Апология Тарковского
- Блоги
- Елена Стишова
В рамках международного проекта «Тарковский. Space», который проходит в Галерее на Солянке, параллельно с полной ретроспективой режиссера, включающей его курсовые работы, открылась научная конференция. По ее итогам планируется издание сборника докладов – то будет очередной вклад в обширную библиографию Андрея Тарковского. Она представлена в экспозиции несколькими витринами. Мы публикуем эссе Елены Стишовой, которым открылись «Тарковские чтения».
Тогда фильм – добавлю от себя – уже не фильм, а эзотерический текст, тайнопись, дарующая зрителю откровение о самом себе. Тарковский открыл экзистенциальную реальность, где тайна «Я» замыкала на себе Вселенную. Именно он, как Гамлет у Шекспира, «обратил глаза зрачками в душу», и мы впервые осознанно соотнеслись с таким феноменом, как отсутствие Абсолюта в душе «хомо советикус». Он был первым художником советского призыва, кто перешел Рубикон и нарушил неусыпно охраняемую от «религиозного дурмана» зону секулярной соцреалистической культуры. Вслед за ним мы вышли в пространство национального духа и национальной истории. И стали догадываться: катастрофа в том, что свято место – пусто, что там – зияние. Никто иной, как он, открыл шлюз, сдерживающий потенцию веры в атеистически воспитанных поколениях. Она оказалась огромной.
Вступление в тему богооставленности, слышное уже в «Ивановом детстве», позже развернется в мучительнейшее переживание, привнесет в художественный мир Тарковского знание о безблагодатности и горечь этого знания.
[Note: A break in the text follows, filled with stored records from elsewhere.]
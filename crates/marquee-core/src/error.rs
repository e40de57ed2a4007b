//! # Error Types
//!
//! Domain-specific error types for marquee-core.
//!
//! ## Error Hierarchy
//! ```text
//! ┌─────────────────────────────────────────────────────────────────────┐
//! │                         Error Types                                 │
//! │                                                                     │
//! │  marquee-core errors (this file)                                   │
//! │  ├── CatalogError     - Catalog and lending rule violations        │
//! │  └── ValidationError  - Input validation failures                  │
//! │                                                                     │
//! │  Console app                                                        │
//! │  └── anyhow::Error    - Fatal startup failures only                │
//! │                                                                     │
//! │  Flow: ValidationError → CatalogError → displayed by the console,  │
//! │        menu loop continues (every variant is recoverable)          │
//! └─────────────────────────────────────────────────────────────────────┘
//! ```
//!
//! ## Design Principles
//! 1. Use `thiserror` for derive macros (not manual impl)
//! 2. Include context in error messages (title, name, counts)
//! 3. Errors are enum variants, never String
//! 4. Each error variant maps to a user-facing message

use thiserror::Error;

// =============================================================================
// Catalog Error
// =============================================================================

/// Catalog and lending errors.
///
/// These errors represent lending rule violations or catalog state
/// conflicts. All of them are recoverable: the console displays the message
/// and the menu loop continues.
#[derive(Debug, Error, PartialEq, Eq)]
pub enum CatalogError {
    /// No item with this title exists in the catalog.
    #[error("Title not found: '{0}'")]
    TitleNotFound(String),

    /// The catalog already holds the maximum number of distinct titles.
    ///
    /// ## When This Occurs
    /// - Adding a brand-new title once the distinct-title bound is reached
    /// - Never triggered by copy increments on an existing title
    #[error("Catalog is full: cannot hold more than {max} titles")]
    CatalogFull { max: usize },

    /// More copies were requested for removal than are currently on the shelf.
    ///
    /// Copies out on loan are never removable, so `available` here counts
    /// shelved copies only.
    #[error("Cannot remove {requested} copies of '{title}': only {available} available")]
    InsufficientCopies {
        title: String,
        available: u32,
        requested: u32,
    },

    /// Every copy of the title is currently on loan.
    #[error("No copies of '{title}' are available to borrow")]
    NoCopiesAvailable { title: String },

    /// The patron already holds a copy of this title.
    #[error("'{title}' is already borrowed by this patron")]
    AlreadyBorrowed { title: String },

    /// The patron is at the per-patron hold limit.
    ///
    /// ## When This Occurs
    /// - Borrowing a sixth item while five are held
    ///
    /// ## User Workflow
    /// ```text
    /// Borrow request (holds: 5)
    ///      │
    ///      ▼
    /// HoldLimitReached { max: 5 }
    ///      │
    ///      ▼
    /// Console shows: "return one of the items you have borrowed first"
    /// ```
    #[error("Borrowing limit reached: a patron may hold at most {max} items")]
    HoldLimitReached { max: usize },

    /// The patron does not hold an item with this title.
    #[error("'{title}' is not among this patron's borrowed items")]
    NotBorrowed { title: String },

    /// No registered patron matches the name pair.
    #[error("Patron not found: {name}")]
    PatronNotFound { name: String },

    /// A patron with the same name pair is already registered.
    #[error("Patron {name} is already registered")]
    DuplicateRegistration { name: String },

    /// Deregistration blocked while the patron still holds items.
    #[error("Patron {name} still holds {held} borrowed item(s); all items must be returned first")]
    HasActiveLoans { name: String, held: usize },

    /// Validation error (wraps ValidationError).
    #[error("Validation error: {0}")]
    Validation(#[from] ValidationError),
}

// =============================================================================
// Validation Error
// =============================================================================

/// Input validation errors.
///
/// These errors occur when caller-supplied input doesn't meet requirements.
/// Used for early validation before catalog logic runs.
#[derive(Debug, Error, PartialEq, Eq)]
pub enum ValidationError {
    /// A required field is missing or empty.
    #[error("{field} is required")]
    Required { field: String },

    /// Field value is too long.
    #[error("{field} must be at most {max} characters")]
    TooLong { field: String, max: usize },

    /// Numeric value is out of range.
    #[error("{field} must be between {min} and {max}")]
    OutOfRange { field: String, min: u32, max: u32 },

    /// Value must be positive.
    #[error("{field} must be positive")]
    MustBePositive { field: String },

    /// Invalid format (e.g., non-digit PIN, unknown genre name).
    #[error("{field} has invalid format: {reason}")]
    InvalidFormat { field: String, reason: String },
}

// =============================================================================
// Result Type Alias
// =============================================================================

/// Convenience type alias for Results with CatalogError.
pub type CatalogResult<T> = Result<T, CatalogError>;

// =============================================================================
// Unit Tests
// =============================================================================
Итоговый образ безблагодатного мира, образ Зоны в «Сталкере», настолько опередил дозволенную сверху постперестроечную критику, что никому и в голову не пришло увидеть предтечу в этом «проклятом шедевре». Да оно и понятно: все-таки Сталкер шел в Зону с Богом в душе, а персонажи перестроечного кино оставались по ту сторону добра и зла, не одухотворенные мало-мальским авторским усилием.
Трансцедентальность Тарковского – то, что привораживало к экрану его современников, и не только в своем отечестве, не очень-то манит новых зрителей. Безоглядная исповедальность его героев их смущает. Подобную аберрацию не объяснишь временным сгущением полемической атмосферы и пафосом «смены вех». Вот и блистательный культуролог Борис Парамонов как-то признался в эфире радио «Свобода»: мол, в былые дни в бывшем Ленинграде, только Тарковского и смотрел, а пожил в США и сильно к нему охладел.
Отчего бы это?
Под субъективными оценками «нравится» - «не нравится» отвердевает теоретическая база.
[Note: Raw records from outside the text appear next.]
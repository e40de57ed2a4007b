//! # Domain Types
//!
//! Core domain types used throughout Marquee.
//!
//! ## Type Hierarchy
//! ```text
//! ┌─────────────────────────────────────────────────────────────────────┐
//! │                         Domain Types                                │
//! │                                                                     │
//! │  ┌─────────────────┐   ┌─────────────────┐   ┌─────────────────┐   │
//! │  │      Item       │   │     Patron      │   │     Handles     │   │
//! │  │  ─────────────  │   │  ─────────────  │   │  ─────────────  │   │
//! │  │  title (key)    │   │  first + last   │   │  ItemId(usize)  │   │
//! │  │  genre          │   │  (lookup key)   │   │  PatronId(usize)│   │
//! │  │  classification │   │  contact_number │   └─────────────────┘   │
//! │  │  total/available│   │  pin (4 digits) │                         │
//! │  │  times_borrowed │   │  held_items     │                         │
//! │  └─────────────────┘   └─────────────────┘                         │
//! │                                                                     │
//! │  ┌─────────────────┐   ┌─────────────────┐                         │
//! │  │      Genre      │   │ Classification  │                         │
//! │  │  Drama..Other   │   │  G PG M15+ MA15+│                         │
//! │  └─────────────────┘   └─────────────────┘                         │
//! └─────────────────────────────────────────────────────────────────────┘
//! ```
//!
//! ## Handle-Based Identity Pattern
//! Items and patrons live in owning arenas (the hash index and the patron
//! registry). Every relationship between the two aggregates - a patron's
//! held items, an item's last borrower - stores an `ItemId` or `PatronId`
//! slot handle, never a reference. This keeps ownership acyclic: the arenas
//! own record lifetime, handles only navigate.

use std::fmt;
use std::str::FromStr;

use chrono::{DateTime, Utc};
use serde::{Deserialize, Serialize};

use crate::error::ValidationError;
use crate::validation::validate_pin;
use crate::MAX_HELD_ITEMS;

// =============================================================================
// Handles
// =============================================================================

/// Slot handle of an item in the catalog's hash index.
#[derive(Debug, Clone, Copy, PartialEq, Eq, Hash, Serialize)]
pub struct ItemId(pub(crate) usize);

impl ItemId {
    /// Returns the raw slot index.
    #[inline]
    pub const fn index(&self) -> usize {
        self.0
    }
}

/// Slot handle of a patron in the registry.
#[derive(Debug, Clone, Copy, PartialEq, Eq, Hash, Serialize)]
pub struct PatronId(pub(crate) usize);

impl PatronId {
    /// Returns the raw slot index.
    #[inline]
    pub const fn index(&self) -> usize {
        self.0
    }
}

// =============================================================================
// Genre
// =============================================================================

/// Genre of a catalog item. Closed set: parsing rejects anything else.
#[derive(Debug, Clone, Copy, PartialEq, Eq, Serialize, Deserialize)]
#[serde(rename_all = "snake_case")]
pub enum Genre {
    Drama,
    Adventure,
    Family,
    Action,
    SciFi,
    Comedy,
    Animated,
    Thriller,
    Other,
}

impl Genre {
    /// All genres, in prompt/display order.
    pub const ALL: [Genre; 9] = [
        Genre::Drama,
        Genre::Adventure,
        Genre::Family,
        Genre::Action,
        Genre::SciFi,
        Genre::Comedy,
        Genre::Animated,
        Genre::Thriller,
        Genre::Other,
    ];

    /// Display/prompt name of the genre.
    pub const fn name(&self) -> &'static str {
        match self {
            Genre::Drama => "Drama",
            Genre::Adventure => "Adventure",
            Genre::Family => "Family",
            Genre::Action => "Action",
            Genre::SciFi => "Sci-Fi",
            Genre::Comedy => "Comedy",
            Genre::Animated => "Animated",
            Genre::Thriller => "Thriller",
            Genre::Other => "Other",
        }
    }
}

impl fmt::Display for Genre {
    fn fmt(&self, f: &mut fmt::Formatter<'_>) -> fmt::Result {
        f.write_str(self.name())
    }
}

impl FromStr for Genre {
    type Err = ValidationError;

    /// Case-insensitive parse; `sci-fi`, `scifi` and `sci_fi` all match.
    fn from_str(s: &str) -> Result<Self, Self::Err> {
        match s.trim().to_ascii_lowercase().as_str() {
            "drama" => Ok(Genre::Drama),
            "adventure" => Ok(Genre::Adventure),
            "family" => Ok(Genre::Family),
            "action" => Ok(Genre::Action),
            "sci-fi" | "scifi" | "sci_fi" => Ok(Genre::SciFi),
            "comedy" => Ok(Genre::Comedy),
            "animated" => Ok(Genre::Animated),
            "thriller" => Ok(Genre::Thriller),
            "other" => Ok(Genre::Other),
            _ => Err(ValidationError::InvalidFormat {
                field: "genre".to_string(),
                reason: format!("'{}' is not a recognised genre", s.trim()),
            }),
        }
    }
}

// =============================================================================
// Classification
// =============================================================================

/// Audience classification of a catalog item.
#[derive(Debug, Clone, Copy, PartialEq, Eq, Serialize, Deserialize)]
#[serde(rename_all = "snake_case")]
pub enum Classification {
    /// General audiences.
    G,
    /// Parental guidance recommended.
    Pg,
    /// Not recommended under 15.
    M15Plus,
    /// Restricted to 15 and over.
    Ma15Plus,
}

impl Classification {
    /// All classifications, in prompt/display order.
    pub const ALL: [Classification; 4] = [
        Classification::G,
        Classification::Pg,
        Classification::M15Plus,
        Classification::Ma15Plus,
    ];

    /// Display/prompt name of the classification.
    pub const fn name(&self) -> &'static str {
        match self {
            Classification::G => "G",
            Classification::Pg => "PG",
            Classification::M15Plus => "M15+",
            Classification::Ma15Plus => "MA15+",
        }
    }
}

impl fmt::Display for Classification {
    fn fmt(&self, f: &mut fmt::Formatter<'_>) -> fmt::Result {
        f.write_str(self.name())
    }
}

impl FromStr for Classification {
    type Err = ValidationError;

    fn from_str(s: &str) -> Result<Self, Self::Err> {
        match s.trim().to_ascii_lowercase().as_str() {
            "g" => Ok(Classification::G),
            "pg" => Ok(Classification::Pg),
            "m15+" | "m15plus" | "m15" => Ok(Classification::M15Plus),
            "ma15+" | "ma15plus" | "ma15" => Ok(Classification::Ma15Plus),
            _ => Err(ValidationError::InvalidFormat {
                field: "classification".to_string(),
                reason: format!("'{}' is not a recognised classification", s.trim()),
            }),
        }
    }
}

// =============================================================================
// Item
// =============================================================================

/// A catalog entry: one title and its physical copy accounting.
///
/// ## Invariants
/// - `available_copies <= total_copies` at all times
/// - `times_borrowed` never decreases
/// - `title`, `genre`, `classification` and `duration_minutes` are immutable
///   after creation (repeat adds only grow the copy counters)
#[derive(Debug, Clone, Serialize)]
pub struct Item {
    /// Lookup key; unique within the catalog by insert-or-increment.
    pub title: String,

    /// Genre of the item.
    pub genre: Genre,

    /// Audience classification.
    pub classification: Classification,

    /// Running time in minutes.
    pub duration_minutes: u32,

    /// Physical copies owned by the library.
    pub total_copies: u32,

    /// Copies currently on the shelf (not on loan).
    pub available_copies: u32,

    /// Number of successful borrows over the item's lifetime.
    pub times_borrowed: u64,

    /// Most recent borrower, informational only. Multiple copies may be on
    /// loan at once; `Patron::held_items` is the source of truth for who
    /// holds what.
    pub last_borrower: Option<PatronId>,

    /// When the title first entered the catalog.
    pub added_at: DateTime<Utc>,

    /// Monotone insertion sequence; deterministic tie-break for the
    /// most-borrowed ranking.
    pub(crate) seq: u64,
}

impl Item {
    /// Creates a new catalog entry with all copies on the shelf.
    pub fn new(
        title: impl Into<String>,
        genre: Genre,
        classification: Classification,
        duration_minutes: u32,
        copies: u32,
        seq: u64,
    ) -> Self {
        Item {
            title: title.into(),
            genre,
            classification,
            duration_minutes,
            total_copies: copies,
            available_copies: copies,
            times_borrowed: 0,
            last_borrower: None,
            added_at: Utc::now(),
            seq,
        }
    }

    /// Adds copies to both the total and available counters.
    pub fn add_copies(&mut self, count: u32) {
        self.total_copies += count;
        self.available_copies += count;
    }

    /// Removes shelved copies from both counters.
    ///
    /// Returns `false` (and leaves the counters untouched) when more copies
    /// are requested than are on the shelf; copies out on loan are never
    /// removable.
    pub fn remove_copies(&mut self, count: u32) -> bool {
        if count > self.available_copies {
            return false;
        }
        self.available_copies -= count;
        self.total_copies -= count;
        true
    }

    /// Takes one copy off the shelf for a borrow.
    ///
    /// Returns `false` when no copy is available; the counters are only
    /// touched on success.
    pub fn take_copy(&mut self, borrower: PatronId) -> bool {
        if self.available_copies == 0 {
            return false;
        }
        self.available_copies -= 1;
        self.times_borrowed += 1;
        self.last_borrower = Some(borrower);
        true
    }

    /// Puts one copy back on the shelf.
    ///
    /// Returns `false` when every copy is already shelved - the increment is
    /// skipped, since `available_copies` is capped at `total_copies`.
    pub fn return_copy(&mut self) -> bool {
        if self.available_copies >= self.total_copies {
            return false;
        }
        self.available_copies += 1;
        true
    }

    /// Number of copies currently out on loan.
    #[inline]
    pub fn copies_on_loan(&self) -> u32 {
        self.total_copies - self.available_copies
    }

    /// Whether at least one copy is on the shelf.
    #[inline]
    pub fn is_available(&self) -> bool {
        self.available_copies > 0
    }
}

// =============================================================================
// Patron
// =============================================================================

/// A registered borrower.
///
/// ## Invariants
/// - `pin` is exactly four ASCII digits (checked at construction)
/// - `held_items` never exceeds [`MAX_HELD_ITEMS`] entries and never holds
///   the same item twice (enforced by the lending service)
#[derive(Debug, Clone, Serialize)]
pub struct Patron {
    /// First half of the lookup key.
    pub first_name: String,

    /// Second half of the lookup key.
    pub last_name: String,

    /// Contact phone number.
    pub contact_number: String,

    /// Four-digit numeric PIN used for member login. Never serialized.
    #[serde(skip_serializing)]
    pin: String,

    /// Items currently held, in borrow order.
    pub held_items: Vec<ItemId>,

    /// When the patron registered.
    pub registered_at: DateTime<Utc>,
}

impl Patron {
    /// Creates a new patron, validating the PIN.
    pub fn new(
        first_name: impl Into<String>,
        last_name: impl Into<String>,
        contact_number: impl Into<String>,
        pin: impl Into<String>,
    ) -> Result<Self, ValidationError> {
        let pin = pin.into();
        validate_pin(&pin)?;

        Ok(Patron {
            first_name: first_name.into(),
            last_name: last_name.into(),
            contact_number: contact_number.into(),
            pin,
            held_items: Vec::new(),
            registered_at: Utc::now(),
        })
    }

    /// Full display name, `"First Last"`.
    pub fn full_name(&self) -> String {
        format!("{} {}", self.first_name, self.last_name)
    }

    /// Whether the name pair matches, exact comparison.
    pub fn matches_name(&self, first_name: &str, last_name: &str) -> bool {
        self.first_name == first_name && self.last_name == last_name
    }

    /// Constant-shape PIN check for member login.
    pub fn verify_pin(&self, pin: &str) -> bool {
        self.pin == pin
    }

    /// Whether the patron currently holds this item.
    #[inline]
    pub fn holds(&self, item: ItemId) -> bool {
        self.held_items.contains(&item)
    }

    /// Number of items currently held.
    #[inline]
    pub fn hold_count(&self) -> usize {
        self.held_items.len()
    }

    /// Whether the patron is at the borrowing limit.
    #[inline]
    pub fn at_hold_limit(&self) -> bool {
        self.held_items.len() >= MAX_HELD_ITEMS
    }
}

// =============================================================================
// Unit Tests
// =============================================================================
Один автор убедительно излагает про антигедонизм отечественной культуры, связывая с ним свойственный культурному сознанию крен в некрофилию, воплотившийся – на советском этапе – в культ смерти. Другой теоретик с полемическим задором выступает против сакрализации искусства и имиджа художника, полагая эту установку симптомом низкой ступени развития общества. Третий и вовсе замечает ущербность кинематографического континуума Тарковского: мол, у его героев напряженка с любовью.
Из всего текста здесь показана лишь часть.